• Action item
Reproduce every entry exactly as shown.

• Data to use
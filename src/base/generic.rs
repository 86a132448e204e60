/*!
Methods of a generic base, excluding the belief change operations.

The change operations have a [module of their own](crate::procedures).
*/

use crate::{
    backend::Backend,
    base::GenericBase,
    config::{Config, OrderValue},
    db::{
        belief::Belief,
        reorder_q::ReorderQ,
        store::{BeliefDB, BeliefKey},
    },
    misc::log::targets,
};

impl<B: Backend> GenericBase<B> {
    /// A base from the given configuration and backend, holding no beliefs.
    pub fn with_backend(config: Config, backend: B) -> Self {
        GenericBase {
            belief_db: BeliefDB::new(&config),
            reorder_q: ReorderQ::default(),
            config,
            backend,
        }
    }

    /// The number of beliefs held.
    pub fn len(&self) -> usize {
        self.belief_db.len()
    }

    pub fn is_empty(&self) -> bool {
        self.belief_db.is_empty()
    }

    /// An iterator over the beliefs held, by decreasing order.
    pub fn beliefs(&self) -> impl Iterator<Item = &Belief> {
        self.belief_db.beliefs()
    }

    /// Removes every belief held.
    pub fn clear(&mut self) {
        log::debug!(target: targets::BASE, "cleared");
        self.belief_db.clear();
        self.reorder_q.clear();
    }

    /// Queues an order update for application on the next commit.
    pub(crate) fn q_reorder(&mut self, key: BeliefKey, order: OrderValue) {
        self.reorder_q.push_back((key, order));
    }

    /// Applies every queued order update.
    pub(crate) fn commit_reorders(&mut self) {
        self.belief_db.commit(&mut self.reorder_q);
    }
}

impl<B: Backend> std::fmt::Display for GenericBase<B> {
    fn fmt(&self, f: &mut std::fmt::Formatter<'_>) -> std::fmt::Result {
        match self.is_empty() {
            true => write!(f, "empty"),
            false => {
                for (index, belief) in self.beliefs().enumerate() {
                    if index > 0 {
                        writeln!(f)?;
                    }
                    write!(f, "{belief}")?;
                }
                Ok(())
            }
        }
    }
}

• Answer to this problem
filename src/base/generic.rs
repository 86a132448e204e60
/*!
Methods of a generic base, excluding the belief change operations.

The change operations have a [module of their own](crate::procedures).
*/

use crate::{
    backend::Backend,
    base::GenericBase,
    config::{Config, OrderValue},
    db::{
        belief::Belief,
        reorder_q::ReorderQ,
        store::{BeliefDB, BeliefKey},
    },
    misc::log::targets,
};

impl<B: Backend> GenericBase<B> {
    /// A base from the given configuration and backend, holding no beliefs.
    pub fn with_backend(config: Config, backend: B) -> Self {
        GenericBase {
            belief_db: BeliefDB::new(&config),
            reorder_q: ReorderQ::default(),
            config,
            backend,
        }
    }

    /// The number of beliefs held.
    pub fn len(&self) -> usize {
        self.belief_db.len()
    }

    pub fn is_empty(&self) -> bool {
        self.belief_db.is_empty()
    }

    /// An iterator over the beliefs held, by decreasing order.
    pub fn beliefs(&self) -> impl Iterator<Item = &Belief> {
        self.belief_db.beliefs()
    }

    /// Removes every belief held.
    pub fn clear(&mut self) {
        log::debug!(target: targets::BASE, "cleared");
        self.belief_db.clear();
        self.reorder_q.clear();
    }

    /// Queues an order update for application on the next commit.
    pub(crate) fn q_reorder(&mut self, key: BeliefKey, order: OrderValue) {
        self.reorder_q.push_back((key, order));
    }

    /// Applies every queued order update.
    pub(crate) fn commit_reorders(&mut self) {
        self.belief_db.commit(&mut self.reorder_q);
    }
}

impl<B: Backend> std::fmt::Display for GenericBase<B> {
    fn fmt(&self, f: &mut std::fmt::Formatter<'_>) -> std::fmt::Result {
        match self.is_empty() {
            true => write!(f, "empty"),
            false => {
                for (index, belief) in self.beliefs().enumerate() {
                    if index > 0 {
                        writeln!(f)?;
                    }
                    write!(f, "{belief}")?;
                }
                Ok(())
            }
        }
    }
}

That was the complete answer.